This pipeline downloads Strava activities using the Strava API, saves them to a CSV file, and pushes them to a Postgres database. The script is designed to be run periodically to keep the database up-to-date with the user's Strava activities.
The pipeline connects to the Postgres database using the psycopg2
module and retrieves the most recent activity time from the start_date_history
table. It then uses the Strava API to fetch activities starting from the most recent activity time. If there are no new activities to process, a message is posted to a webhook and the pipeline exits.
If there are new activities to process, they're saved to a CSV file to the output directory specified in the configuration file. The activities are then pushed to the Postgres database. The last start date is also recorded in the start_date_history
table using the push_last_start_date
function. This lets the pipeline know where to start the next time it's run.
Finally, a success message is posted to a webhook, indicating that the pipeline completed successfully. If an error occurs during runtime, the error is logged and posted to the webhook.
Overall, this pipeline provides a simple way to keep a Postgres database up-to-date with a user's Strava activities. By running the pipeline periodically, the database can be kept in sync with the user's activities without requiring manual intervention.
- Create a Strava App
- Authorize a Strava user to obtain a
refresh_token
- Ensure Postgres is installed on the target machine
- Create an incoming webhook for alerts
Clone this repository:
git clone https://github.com/michaeljgallagher/strava_pipeline && cd strava_pipeline
Start the PostgreSQL interactive terminal:
psql -U <user>
From within the Postgres CLI, create the database and necessary tables by calling setup.sql
:
\i ./strava_pipeline/sql/setup.sql
Exit out of psql, then create and activate a Python virtual environment:
python -m venv env && source env/bin/activate
Update pipeline.ini
with PostgreSQL settings, Strava API credentials, webhook URL, and absolute paths for CSV outputs and logs.

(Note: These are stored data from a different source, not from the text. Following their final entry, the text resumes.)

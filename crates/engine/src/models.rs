//! Core domain models for the workflow engine.
//!
//! Two layers live here:
//! - *Declarations* (`Declarations`, `WorkflowDecl`, `ActionDecl`) are the
//!   raw, serde-deserialised contents of a workflow file.  Nothing about them
//!   is validated.
//! - *Validated* models (`Workflow`, `Action`) are only produced by
//!   [`ActionGraph::build`](crate::dag::ActionGraph::build) and are
//!   immutable afterwards.

use std::collections::BTreeMap;
use std::fmt;
use std::str::FromStr;

use serde::{Deserialize, Serialize};

// ---------------------------------------------------------------------------
// Event
// ---------------------------------------------------------------------------

/// Repository events a workflow can be triggered by.
#[derive(Debug, Clone, Copy, PartialEq, Eq, Hash, Serialize, Deserialize)]
#[serde(rename_all = "snake_case")]
pub enum Event {
    Push,
    PullRequest,
    Release,
    Schedule,
    WorkflowDispatch,
    RepositoryDispatch,
}

impl Event {
    pub const ALL: [Event; 6] = [
        Event::Push,
        Event::PullRequest,
        Event::Release,
        Event::Schedule,
        Event::WorkflowDispatch,
        Event::RepositoryDispatch,
    ];

    pub fn as_str(&self) -> &'static str {
        match self {
            Self::Push => "push",
            Self::PullRequest => "pull_request",
            Self::Release => "release",
            Self::Schedule => "schedule",
            Self::WorkflowDispatch => "workflow_dispatch",
            Self::RepositoryDispatch => "repository_dispatch",
        }
    }
}

impl fmt::Display for Event {
    fn fmt(&self, f: &mut fmt::Formatter<'_>) -> fmt::Result {
        f.write_str(self.as_str())
    }
}

impl FromStr for Event {
    type Err = String;
    fn from_str(s: &str) -> Result<Self, Self::Err> {
        Self::ALL
            .into_iter()
            .find(|event| event.as_str() == s.trim())
            .ok_or_else(|| format!("unknown event: {s}"))
    }
}

// ---------------------------------------------------------------------------
// Declarations
// ---------------------------------------------------------------------------

/// A `workflow "<name>" { on = ..., resolves = [...] }` block.
#[derive(Debug, Clone, PartialEq, Eq, Serialize, Deserialize)]
#[serde(deny_unknown_fields)]
pub struct WorkflowDecl {
    pub name: String,
    pub on: String,
    #[serde(default)]
    pub resolves: Vec<String>,
}

impl WorkflowDecl {
    pub fn new<I, S>(name: impl Into<String>, on: impl Into<String>, resolves: I) -> Self
    where
        I: IntoIterator<Item = S>,
        S: Into<String>,
    {
        Self {
            name: name.into(),
            on: on.into(),
            resolves: resolves.into_iter().map(Into::into).collect(),
        }
    }
}

/// An `action "<name>" { uses = ..., args = ... }` block.
#[derive(Debug, Clone, PartialEq, Eq, Serialize, Deserialize)]
#[serde(deny_unknown_fields)]
pub struct ActionDecl {
    pub name: String,
    pub uses: String,
    #[serde(default)]
    pub args: String,
    /// Actions to run after this one succeeds.
    #[serde(default)]
    pub resolves: Vec<String>,
    /// Actions that must succeed before this one runs.
    #[serde(default)]
    pub needs: Vec<String>,
    #[serde(default)]
    pub env: BTreeMap<String, String>,
}

impl ActionDecl {
    pub fn new(name: impl Into<String>, uses: impl Into<String>, args: impl Into<String>) -> Self {
        Self {
            name: name.into(),
            uses: uses.into(),
            args: args.into(),
            resolves: Vec::new(),
            needs: Vec::new(),
            env: BTreeMap::new(),
        }
    }

    pub fn resolves<I, S>(mut self, names: I) -> Self
    where
        I: IntoIterator<Item = S>,
        S: Into<String>,
    {
        self.resolves.extend(names.into_iter().map(Into::into));
        self
    }

    pub fn needs<I, S>(mut self, names: I) -> Self
    where
        I: IntoIterator<Item = S>,
        S: Into<String>,
    {
        self.needs.extend(names.into_iter().map(Into::into));
        self
    }

    pub fn env(mut self, key: impl Into<String>, value: impl Into<String>) -> Self {
        self.env.insert(key.into(), value.into());
        self
    }
}

/// The full contents of a workflow file.
#[derive(Debug, Clone, Default, PartialEq, Eq, Serialize, Deserialize)]
#[serde(deny_unknown_fields)]
pub struct Declarations {
    #[serde(default)]
    pub workflows: Vec<WorkflowDecl>,
    #[serde(default)]
    pub actions: Vec<ActionDecl>,
}

impl Declarations {
    pub fn new() -> Self {
        Self::default()
    }

    pub fn workflow(mut self, workflow: WorkflowDecl) -> Self {
        self.workflows.push(workflow);
        self
    }

    pub fn action(mut self, action: ActionDecl) -> Self {
        self.actions.push(action);
        self
    }
}

// ---------------------------------------------------------------------------
// Validated models
// ---------------------------------------------------------------------------

/// A validated workflow.
#[derive(Debug, Clone, PartialEq, Eq, Serialize)]
pub struct Workflow {
    pub name: String,
    pub on: Event,
    /// Entry actions, in declaration order.
    pub resolves: Vec<String>,
}

/// A validated action.  Its edges live in the graph, not here.
#[derive(Debug, Clone, PartialEq, Eq, Serialize)]
pub struct Action {
    pub name: String,
    pub uses: String,
    pub args: String,
    pub env: BTreeMap<String, String>,
}

#[cfg(test)]
mod tests {
    use super::*;

    #[test]
    fn events_round_trip_through_their_names() {
        for event in Event::ALL {
            assert_eq!(event.as_str().parse::<Event>(), Ok(event));
        }
        assert!("deploy".parse::<Event>().is_err());
    }

    #[test]
    fn action_defaults_apply_when_fields_are_omitted() {
        let decls: Declarations = serde_json::from_str(
            r#"{ "actions": [{ "name": "fmt", "uses": "sh" }] }"#,
        )
        .unwrap();

        assert!(decls.workflows.is_empty());
        assert_eq!(decls.actions[0], ActionDecl::new("fmt", "sh", ""));
    }

    #[test]
    fn unknown_fields_are_rejected() {
        let result: Result<Declarations, _> = serde_json::from_str(
            r#"{ "actions": [{ "name": "fmt", "uses": "sh", "argz": "typo" }] }"#,
        );
        assert!(result.is_err());
    }
}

Once that's been updated, it's a good idea to change permissions on this file to read only:
chmod 400 pipeline.ini
With the virtual environment activated and from within the root strava_pipeline
directory, install via the setup.py
script:
pip install --upgrade pip && pip install .
From here, the pipeline can be run manually by calling stravapipeline
when the virtual environment is activated. To automate this process, a cron job can be created that points to this command in the virtual environment:
30 10 * * 1 /path/to/strava_pipeline/env/bin/stravapipeline
- Support for other types of SQL databases (e.g. MySQL)
- Support for other types of webhook services (e.g. Slack, Teams)
- Support for other types of flatfile outputs (e.g. JSON, XML)
- Since the pipeline only ever looks forward in time, have another pipeline that can backfill/reconcile data from a specified start date
- Add another step to the pipeline that loads the data into a data warehouse (e.g. Snowflake, BigQuery)
- Data visualization using a BI tool (e.g. Tableau, Power BI)